Saved entries

//! Device event type definitions

use std::fmt;

/// Device class of network interfaces
pub const NET_SUBSYSTEM: &str = "net";

/// Action carried by a device event
#[derive(Debug, Clone, PartialEq, Eq)]
pub enum DeviceAction {
    /// Device appeared
    Add,
    /// Device went away
    Remove,
    /// Device was renamed
    Move,
    /// Anything else (change, bind, unbind, ...)
    Other(String),
}

impl DeviceAction {
    /// Parse an action tag as reported by the device service
    pub fn from_tag(tag: &str) -> Self {
        match tag {
            "add" => DeviceAction::Add,
            "remove" => DeviceAction::Remove,
            "move" => DeviceAction::Move,
            other => DeviceAction::Other(other.to_string()),
        }
    }

    /// Get action as string
    pub fn as_str(&self) -> &str {
        match self {
            DeviceAction::Add => "add",
            DeviceAction::Remove => "remove",
            DeviceAction::Move => "move",
            DeviceAction::Other(s) => s,
        }
    }

    /// Interface change this action implies, if any
    pub fn interface_change(&self) -> Option<InterfaceChange> {
        match self {
            DeviceAction::Add | DeviceAction::Move => Some(InterfaceChange::Present),
            DeviceAction::Remove => Some(InterfaceChange::Gone),
            DeviceAction::Other(_) => None,
        }
    }
}

impl fmt::Display for DeviceAction {
    fn fmt(&self, f: &mut fmt::Formatter<'_>) -> fmt::Result {
        write!(f, "{}", self.as_str())
    }
}

/// A single notification received from a device monitor
#[derive(Debug, Clone, PartialEq, Eq)]
pub struct DeviceEvent {
    /// Device class, if the service reported one
    pub subsystem: Option<String>,

    /// Kernel device name (the interface name for `net` devices)
    pub sysname: String,

    /// What happened to the device
    pub action: DeviceAction,
}

impl DeviceEvent {
    pub fn new(subsystem: Option<&str>, sysname: &str, action: DeviceAction) -> Self {
        DeviceEvent {
            subsystem: subsystem.map(str::to_string),
            sysname: sysname.to_string(),
            action,
        }
    }

    /// Shorthand for an event on a network interface
    pub fn net(sysname: &str, action: DeviceAction) -> Self {
        Self::new(Some(NET_SUBSYSTEM), sysname, action)
    }

    /// Check whether the event belongs to the network device class
    pub fn is_net(&self) -> bool {
        self.subsystem.as_deref() == Some(NET_SUBSYSTEM)
    }
}

/// Interface change reported to the daemon
#[derive(Debug, Clone, Copy, PartialEq, Eq)]
pub enum InterfaceChange {
    /// Interface is present (added or renamed)
    Present,
    /// Interface is gone
    Gone,
}

impl fmt::Display for InterfaceChange {
    fn fmt(&self, f: &mut fmt::Formatter<'_>) -> fmt::Result {
        match self {
            InterfaceChange::Present => write!(f, "present"),
            InterfaceChange::Gone => write!(f, "gone"),
        }
    }
}

/// Outcome of one event handler invocation
#[derive(Debug, Clone, Copy, PartialEq, Eq)]
pub enum Dispatch {
    /// A record was consumed
    Handled,
    /// Nothing was pending
    Empty,
}
//! Device event counters

use crate::types::InterfaceChange;
use std::time::{Duration, Instant};

/// Counters for events seen by a device plugin
#[derive(Debug, Clone, Default)]
pub struct EventMetrics {
    /// Records taken from the monitor
    pub events_received: u64,

    /// Readable wakeups with nothing pending
    pub empty_wakeups: u64,

    /// Records dropped because they were not network devices
    pub foreign_subsystem: u64,

    /// Network records whose action is not tracked
    pub ignored_actions: u64,

    /// Present notifications sent to the daemon
    pub interfaces_present: u64,

    /// Gone notifications sent to the daemon
    pub interfaces_gone: u64,

    /// When the last record was received
    pub last_event: Option<Instant>,
}

impl EventMetrics {
    /// Create new metrics
    pub fn new() -> Self {
        Self::default()
    }

    /// Record a received event
    pub fn record_event(&mut self) {
        self.events_received += 1;
        self.last_event = Some(Instant::now());
    }

    /// Record a wakeup that yielded no event
    pub fn record_empty(&mut self) {
        self.empty_wakeups += 1;
    }

    /// Record an event outside the network device class
    pub fn record_foreign(&mut self) {
        self.foreign_subsystem += 1;
    }

    /// Record a network event with an untracked action
    pub fn record_ignored(&mut self) {
        self.ignored_actions += 1;
    }

    /// Record a notification sent to the daemon
    pub fn record_change(&mut self, change: InterfaceChange) {
        match change {
            InterfaceChange::Present => self.interfaces_present += 1,
            InterfaceChange::Gone => self.interfaces_gone += 1,
        }
    }

    /// Total notifications sent to the daemon
    pub fn notifications(&self) -> u64 {
        self.interfaces_present + self.interfaces_gone
    }

    /// Time since the last record, if any arrived
    pub fn since_last_event(&self) -> Option<Duration> {
        self.last_event.map(|t| t.elapsed())
    }
}

#[cfg(test)]
mod tests {
    use super::*;

    #[test]
    fn test_metrics_creation() {
        let metrics = EventMetrics::new();
        assert_eq!(metrics.events_received, 0);
        assert_eq!(metrics.notifications(), 0);
        assert!(metrics.since_last_event().is_none());
    }

    #[test]
    fn test_record_changes() {
        let mut metrics = EventMetrics::new();
        metrics.record_event();
        metrics.record_change(InterfaceChange::Present);
        metrics.record_event();
        metrics.record_change(InterfaceChange::Gone);
        metrics.record_event();
        metrics.record_ignored();

        assert_eq!(metrics.events_received, 3);
        assert_eq!(metrics.interfaces_present, 1);
        assert_eq!(metrics.interfaces_gone, 1);
        assert_eq!(metrics.ignored_actions, 1);
        assert_eq!(metrics.notifications(), 2);
        assert!(metrics.since_last_event().is_some());
    }
}
//! Device plugin error types

use std::fmt;
use std::io;
use thiserror::Error;

/// Monitor setup step that failed
#[derive(Debug, Clone, Copy, PartialEq, Eq)]
pub enum MonitorStep {
    /// Creating the monitor on the netlink source
    Create,
    /// Installing the subsystem filter
    Filter,
    /// Enabling event reception
    Enable,
}

impl fmt::Display for MonitorStep {
    fn fmt(&self, f: &mut fmt::Formatter<'_>) -> fmt::Result {
        match self {
            MonitorStep::Create => write!(f, "create"),
            MonitorStep::Filter => write!(f, "filter"),
            MonitorStep::Enable => write!(f, "enable"),
        }
    }
}

/// Device plugin errors
#[derive(Error, Debug)]
pub enum DevError {
    #[error("{0}: already started")]
    AlreadyStarted(String),

    #[error("Failed to open device service: {0}")]
    ServiceOpen(#[source] io::Error),

    #[error("Monitor {step} failed: {source}")]
    Monitor {
        step: MonitorStep,
        #[source]
        source: io::Error,
    },

    #[error("Monitor descriptor unavailable")]
    DescriptorUnavailable,

    #[error("Event loop registration failed: {0}")]
    Register(#[source] io::Error),

    #[error("Device monitoring disabled")]
    Disabled,

    #[error("Device plugin not found: {0}")]
    PluginNotFound(String),

    #[error("Device plugin already registered: {0}")]
    PluginAlreadyRegistered(String),

    #[error("No device plugins available")]
    NoPlugins,
}

impl DevError {
    /// Monitor failure at the given step
    pub fn monitor(step: MonitorStep, source: io::Error) -> Self {
        DevError::Monitor { step, source }
    }
}

/// Result type for device plugin operations
pub type Result<T> = std::result::Result<T, DevError>;

#[cfg(test)]
mod tests {
    use super::*;

    #[test]
    fn test_monitor_error_names_step() {
        let err = DevError::monitor(
            MonitorStep::Filter,
            io::Error::new(io::ErrorKind::InvalidInput, "bad filter"),
        );
        assert_eq!(err.to_string(), "Monitor filter failed: bad filter");
    }

    #[test]
    fn test_io_source_is_preserved() {
        use std::error::Error as _;

        let err = DevError::ServiceOpen(io::Error::from(io::ErrorKind::PermissionDenied));
        let source = err.source().expect("source");
        assert!(source.downcast_ref::<io::Error>().is_some());
    }
}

**YOUR ASSIGNMENT**
Set down exactly the lines that begin the records and continue through the line bearing "the device service"; include both ends.

**EXERCISE RESULT**
//! Device event type definitions

use std::fmt;

/// Device class of network interfaces
pub const NET_SUBSYSTEM: &str = "net";

/// Action carried by a device event
#[derive(Debug, Clone, PartialEq, Eq)]
pub enum DeviceAction {
    /// Device appeared
    Add,
    /// Device went away
    Remove,
    /// Device was renamed
    Move,
    /// Anything else (change, bind, unbind, ...)
    Other(String),
}

impl DeviceAction {
    /// Parse an action tag as reported by the device service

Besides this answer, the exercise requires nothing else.